### EXERCISE DETAILS:
Copy out, from the entries below, each line that holds the string "MetricsError".

### RECORDS PROVIDED:
#####
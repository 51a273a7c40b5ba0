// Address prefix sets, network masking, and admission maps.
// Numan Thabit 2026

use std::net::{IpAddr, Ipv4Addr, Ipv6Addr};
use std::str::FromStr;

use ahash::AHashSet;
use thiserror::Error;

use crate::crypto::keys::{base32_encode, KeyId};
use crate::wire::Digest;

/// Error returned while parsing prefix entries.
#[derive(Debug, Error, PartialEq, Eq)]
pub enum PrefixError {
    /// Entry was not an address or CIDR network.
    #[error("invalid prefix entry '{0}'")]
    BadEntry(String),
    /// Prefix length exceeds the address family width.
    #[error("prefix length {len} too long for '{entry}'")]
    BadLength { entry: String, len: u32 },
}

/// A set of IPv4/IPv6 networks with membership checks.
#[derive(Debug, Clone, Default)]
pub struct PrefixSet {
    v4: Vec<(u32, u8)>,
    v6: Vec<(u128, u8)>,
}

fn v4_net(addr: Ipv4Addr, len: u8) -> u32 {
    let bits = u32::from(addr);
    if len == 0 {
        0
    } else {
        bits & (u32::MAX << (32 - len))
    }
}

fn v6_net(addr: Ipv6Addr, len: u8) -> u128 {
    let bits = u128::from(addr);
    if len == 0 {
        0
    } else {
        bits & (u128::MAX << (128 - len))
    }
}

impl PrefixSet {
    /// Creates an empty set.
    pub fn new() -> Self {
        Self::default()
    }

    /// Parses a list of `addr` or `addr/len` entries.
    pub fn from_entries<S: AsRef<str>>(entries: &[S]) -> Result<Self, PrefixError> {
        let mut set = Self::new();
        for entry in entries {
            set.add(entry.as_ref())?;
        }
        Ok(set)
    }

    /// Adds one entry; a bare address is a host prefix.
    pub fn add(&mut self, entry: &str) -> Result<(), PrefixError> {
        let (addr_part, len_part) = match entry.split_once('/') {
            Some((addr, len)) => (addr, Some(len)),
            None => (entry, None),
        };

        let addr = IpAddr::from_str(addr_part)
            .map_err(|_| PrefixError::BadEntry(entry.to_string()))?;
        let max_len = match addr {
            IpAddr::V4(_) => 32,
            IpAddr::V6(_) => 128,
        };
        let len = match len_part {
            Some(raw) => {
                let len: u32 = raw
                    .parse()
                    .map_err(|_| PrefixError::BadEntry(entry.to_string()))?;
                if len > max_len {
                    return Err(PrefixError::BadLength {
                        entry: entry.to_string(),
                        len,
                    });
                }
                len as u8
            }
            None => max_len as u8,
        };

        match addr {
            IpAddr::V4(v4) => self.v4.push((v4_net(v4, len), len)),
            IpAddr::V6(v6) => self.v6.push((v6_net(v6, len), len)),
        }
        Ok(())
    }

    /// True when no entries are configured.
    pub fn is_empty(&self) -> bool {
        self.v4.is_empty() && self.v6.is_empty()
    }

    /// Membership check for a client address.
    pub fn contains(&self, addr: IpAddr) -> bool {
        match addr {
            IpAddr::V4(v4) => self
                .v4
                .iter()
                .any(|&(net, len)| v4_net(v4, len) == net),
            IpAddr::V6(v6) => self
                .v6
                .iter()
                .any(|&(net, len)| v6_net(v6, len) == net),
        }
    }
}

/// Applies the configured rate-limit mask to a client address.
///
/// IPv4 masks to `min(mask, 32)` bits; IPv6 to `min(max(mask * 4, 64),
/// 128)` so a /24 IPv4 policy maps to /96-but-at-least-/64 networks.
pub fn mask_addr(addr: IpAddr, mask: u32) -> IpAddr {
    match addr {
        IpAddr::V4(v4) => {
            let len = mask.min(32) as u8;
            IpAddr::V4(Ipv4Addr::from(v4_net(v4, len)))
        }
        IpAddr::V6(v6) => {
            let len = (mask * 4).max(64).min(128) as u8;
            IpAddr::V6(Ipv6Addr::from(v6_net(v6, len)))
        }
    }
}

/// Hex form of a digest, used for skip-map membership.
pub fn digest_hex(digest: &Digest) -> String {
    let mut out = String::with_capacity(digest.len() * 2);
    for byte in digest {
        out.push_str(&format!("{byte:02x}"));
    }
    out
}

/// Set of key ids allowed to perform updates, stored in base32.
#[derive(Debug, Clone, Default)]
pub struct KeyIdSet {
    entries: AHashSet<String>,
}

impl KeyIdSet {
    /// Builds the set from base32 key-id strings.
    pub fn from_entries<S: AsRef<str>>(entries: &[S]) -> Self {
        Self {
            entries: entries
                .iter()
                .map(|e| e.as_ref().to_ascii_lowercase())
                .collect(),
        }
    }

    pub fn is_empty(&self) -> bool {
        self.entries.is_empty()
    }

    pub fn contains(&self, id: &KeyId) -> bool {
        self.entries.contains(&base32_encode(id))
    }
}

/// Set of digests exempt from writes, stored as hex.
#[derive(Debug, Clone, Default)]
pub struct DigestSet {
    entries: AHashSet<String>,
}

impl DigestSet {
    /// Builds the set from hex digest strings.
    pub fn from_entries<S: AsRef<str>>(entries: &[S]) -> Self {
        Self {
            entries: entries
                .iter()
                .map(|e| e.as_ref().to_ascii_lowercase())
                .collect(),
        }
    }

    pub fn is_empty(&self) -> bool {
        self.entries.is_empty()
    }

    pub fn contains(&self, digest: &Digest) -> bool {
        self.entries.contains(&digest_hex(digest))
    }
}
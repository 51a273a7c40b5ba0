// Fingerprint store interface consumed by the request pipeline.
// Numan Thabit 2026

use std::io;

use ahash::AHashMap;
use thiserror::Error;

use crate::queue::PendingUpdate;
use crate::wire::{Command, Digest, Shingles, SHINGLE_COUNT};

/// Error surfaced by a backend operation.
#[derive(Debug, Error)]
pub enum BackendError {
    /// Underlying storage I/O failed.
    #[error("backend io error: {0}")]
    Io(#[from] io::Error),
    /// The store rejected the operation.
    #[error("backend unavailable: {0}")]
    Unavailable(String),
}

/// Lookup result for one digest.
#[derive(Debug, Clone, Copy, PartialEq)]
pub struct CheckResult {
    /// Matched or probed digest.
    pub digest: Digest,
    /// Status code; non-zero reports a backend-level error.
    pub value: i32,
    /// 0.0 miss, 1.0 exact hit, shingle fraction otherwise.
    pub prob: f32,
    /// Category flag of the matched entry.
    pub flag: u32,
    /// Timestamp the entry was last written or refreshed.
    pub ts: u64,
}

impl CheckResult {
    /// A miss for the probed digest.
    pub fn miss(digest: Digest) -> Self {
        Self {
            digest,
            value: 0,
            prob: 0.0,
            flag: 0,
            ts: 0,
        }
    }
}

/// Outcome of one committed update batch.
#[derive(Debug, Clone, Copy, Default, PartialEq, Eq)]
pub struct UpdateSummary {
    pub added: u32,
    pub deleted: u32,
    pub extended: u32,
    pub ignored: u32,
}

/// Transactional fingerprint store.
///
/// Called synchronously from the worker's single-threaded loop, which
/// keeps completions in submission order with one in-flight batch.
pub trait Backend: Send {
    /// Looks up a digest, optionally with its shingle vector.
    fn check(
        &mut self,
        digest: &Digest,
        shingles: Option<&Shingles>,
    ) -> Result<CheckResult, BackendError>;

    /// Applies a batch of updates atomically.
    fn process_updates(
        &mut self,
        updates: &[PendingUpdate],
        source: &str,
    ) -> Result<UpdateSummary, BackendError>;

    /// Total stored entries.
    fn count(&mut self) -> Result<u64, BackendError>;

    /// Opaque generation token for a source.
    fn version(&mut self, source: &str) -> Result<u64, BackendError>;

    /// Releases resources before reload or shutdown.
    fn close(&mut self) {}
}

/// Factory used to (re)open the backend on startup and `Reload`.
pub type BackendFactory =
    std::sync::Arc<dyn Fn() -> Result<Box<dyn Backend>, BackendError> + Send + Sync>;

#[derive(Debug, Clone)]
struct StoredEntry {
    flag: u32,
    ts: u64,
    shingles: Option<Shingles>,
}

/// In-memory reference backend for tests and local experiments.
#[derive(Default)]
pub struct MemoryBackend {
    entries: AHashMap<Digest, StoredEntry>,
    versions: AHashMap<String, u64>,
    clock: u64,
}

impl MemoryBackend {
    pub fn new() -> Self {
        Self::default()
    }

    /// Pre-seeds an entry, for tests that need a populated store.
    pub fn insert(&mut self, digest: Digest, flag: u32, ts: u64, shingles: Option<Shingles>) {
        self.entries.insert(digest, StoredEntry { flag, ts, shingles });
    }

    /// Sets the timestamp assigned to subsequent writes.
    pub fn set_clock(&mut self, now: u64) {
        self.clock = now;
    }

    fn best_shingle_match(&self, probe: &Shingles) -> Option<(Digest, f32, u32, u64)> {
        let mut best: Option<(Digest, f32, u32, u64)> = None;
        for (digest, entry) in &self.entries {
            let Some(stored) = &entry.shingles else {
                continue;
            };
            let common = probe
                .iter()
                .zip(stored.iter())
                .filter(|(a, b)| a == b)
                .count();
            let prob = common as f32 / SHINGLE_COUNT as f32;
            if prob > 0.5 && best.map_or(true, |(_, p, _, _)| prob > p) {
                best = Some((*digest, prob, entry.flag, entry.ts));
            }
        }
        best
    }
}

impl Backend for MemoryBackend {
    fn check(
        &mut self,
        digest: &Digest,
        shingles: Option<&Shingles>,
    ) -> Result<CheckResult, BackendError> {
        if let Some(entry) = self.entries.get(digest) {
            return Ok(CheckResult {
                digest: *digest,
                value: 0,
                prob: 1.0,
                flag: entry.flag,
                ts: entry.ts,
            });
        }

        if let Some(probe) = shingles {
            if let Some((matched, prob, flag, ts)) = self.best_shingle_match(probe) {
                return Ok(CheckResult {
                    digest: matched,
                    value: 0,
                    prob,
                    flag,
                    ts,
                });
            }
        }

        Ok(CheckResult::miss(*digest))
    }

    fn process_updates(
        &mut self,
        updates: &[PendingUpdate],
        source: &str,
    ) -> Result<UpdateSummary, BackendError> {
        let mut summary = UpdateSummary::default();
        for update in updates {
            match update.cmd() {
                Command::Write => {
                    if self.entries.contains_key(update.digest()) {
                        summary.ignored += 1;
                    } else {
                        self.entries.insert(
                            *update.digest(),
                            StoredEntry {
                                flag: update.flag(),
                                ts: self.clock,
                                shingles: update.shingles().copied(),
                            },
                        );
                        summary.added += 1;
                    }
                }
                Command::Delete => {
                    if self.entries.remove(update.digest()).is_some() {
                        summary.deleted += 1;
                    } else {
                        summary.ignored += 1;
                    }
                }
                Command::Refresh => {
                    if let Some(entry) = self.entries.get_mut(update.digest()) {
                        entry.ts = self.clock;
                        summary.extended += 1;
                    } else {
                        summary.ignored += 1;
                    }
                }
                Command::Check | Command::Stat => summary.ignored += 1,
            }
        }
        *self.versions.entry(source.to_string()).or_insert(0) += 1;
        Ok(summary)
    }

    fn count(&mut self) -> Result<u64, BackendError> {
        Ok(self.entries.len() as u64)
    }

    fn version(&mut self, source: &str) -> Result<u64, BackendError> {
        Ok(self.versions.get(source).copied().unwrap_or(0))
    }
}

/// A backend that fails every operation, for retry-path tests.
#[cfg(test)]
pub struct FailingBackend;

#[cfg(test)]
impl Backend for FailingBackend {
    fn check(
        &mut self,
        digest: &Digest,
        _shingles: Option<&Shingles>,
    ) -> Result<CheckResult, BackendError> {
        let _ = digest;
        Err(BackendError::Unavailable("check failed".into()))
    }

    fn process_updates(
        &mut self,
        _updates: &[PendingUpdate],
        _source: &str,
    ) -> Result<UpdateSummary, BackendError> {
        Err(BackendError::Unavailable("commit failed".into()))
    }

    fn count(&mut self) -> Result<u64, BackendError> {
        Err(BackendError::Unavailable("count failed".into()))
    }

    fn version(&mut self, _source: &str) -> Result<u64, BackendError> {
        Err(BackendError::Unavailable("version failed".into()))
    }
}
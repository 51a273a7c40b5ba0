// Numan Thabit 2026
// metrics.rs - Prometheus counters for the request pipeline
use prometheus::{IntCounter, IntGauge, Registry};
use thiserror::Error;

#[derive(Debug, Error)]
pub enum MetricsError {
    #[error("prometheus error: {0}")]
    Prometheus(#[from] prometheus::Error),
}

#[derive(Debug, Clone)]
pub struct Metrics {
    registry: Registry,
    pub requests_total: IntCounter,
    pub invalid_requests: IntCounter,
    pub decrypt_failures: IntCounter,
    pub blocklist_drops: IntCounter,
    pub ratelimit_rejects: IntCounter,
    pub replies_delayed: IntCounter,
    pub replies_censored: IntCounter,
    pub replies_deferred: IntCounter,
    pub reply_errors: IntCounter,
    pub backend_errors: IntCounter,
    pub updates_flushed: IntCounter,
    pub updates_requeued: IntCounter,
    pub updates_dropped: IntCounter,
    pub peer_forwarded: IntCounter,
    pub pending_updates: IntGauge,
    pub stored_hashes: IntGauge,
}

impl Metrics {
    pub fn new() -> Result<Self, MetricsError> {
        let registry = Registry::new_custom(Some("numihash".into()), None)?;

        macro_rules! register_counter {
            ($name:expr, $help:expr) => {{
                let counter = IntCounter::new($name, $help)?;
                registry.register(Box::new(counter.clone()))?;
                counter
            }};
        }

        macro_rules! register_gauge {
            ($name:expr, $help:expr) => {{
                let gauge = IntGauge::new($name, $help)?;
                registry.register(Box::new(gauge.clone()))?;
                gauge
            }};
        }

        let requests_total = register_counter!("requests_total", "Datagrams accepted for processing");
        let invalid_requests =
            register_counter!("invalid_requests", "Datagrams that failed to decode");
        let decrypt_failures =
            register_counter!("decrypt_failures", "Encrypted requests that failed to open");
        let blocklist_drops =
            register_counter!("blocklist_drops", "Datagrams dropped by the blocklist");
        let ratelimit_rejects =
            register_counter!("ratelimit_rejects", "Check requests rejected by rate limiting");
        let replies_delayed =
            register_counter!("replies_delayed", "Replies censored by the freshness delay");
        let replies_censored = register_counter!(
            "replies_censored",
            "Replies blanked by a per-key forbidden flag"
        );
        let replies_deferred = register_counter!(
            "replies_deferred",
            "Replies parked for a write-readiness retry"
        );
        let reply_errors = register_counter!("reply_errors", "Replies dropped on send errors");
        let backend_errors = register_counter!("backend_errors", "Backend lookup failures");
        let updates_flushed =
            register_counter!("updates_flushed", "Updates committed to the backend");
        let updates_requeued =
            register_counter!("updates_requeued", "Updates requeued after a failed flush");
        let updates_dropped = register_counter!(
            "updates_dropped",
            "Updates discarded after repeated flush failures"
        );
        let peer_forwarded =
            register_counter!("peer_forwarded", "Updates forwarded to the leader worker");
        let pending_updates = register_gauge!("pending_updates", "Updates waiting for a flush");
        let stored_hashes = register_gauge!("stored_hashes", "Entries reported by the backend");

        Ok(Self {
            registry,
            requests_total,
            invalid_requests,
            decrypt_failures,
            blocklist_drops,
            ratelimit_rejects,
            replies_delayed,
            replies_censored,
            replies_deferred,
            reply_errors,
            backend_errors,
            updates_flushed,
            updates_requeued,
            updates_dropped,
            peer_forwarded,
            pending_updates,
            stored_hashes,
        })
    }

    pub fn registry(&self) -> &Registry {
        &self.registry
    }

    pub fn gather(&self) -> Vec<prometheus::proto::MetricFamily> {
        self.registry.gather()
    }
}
#####
### ANSWER BOX:
pub enum MetricsError {
    pub fn new() -> Result<Self, MetricsError> {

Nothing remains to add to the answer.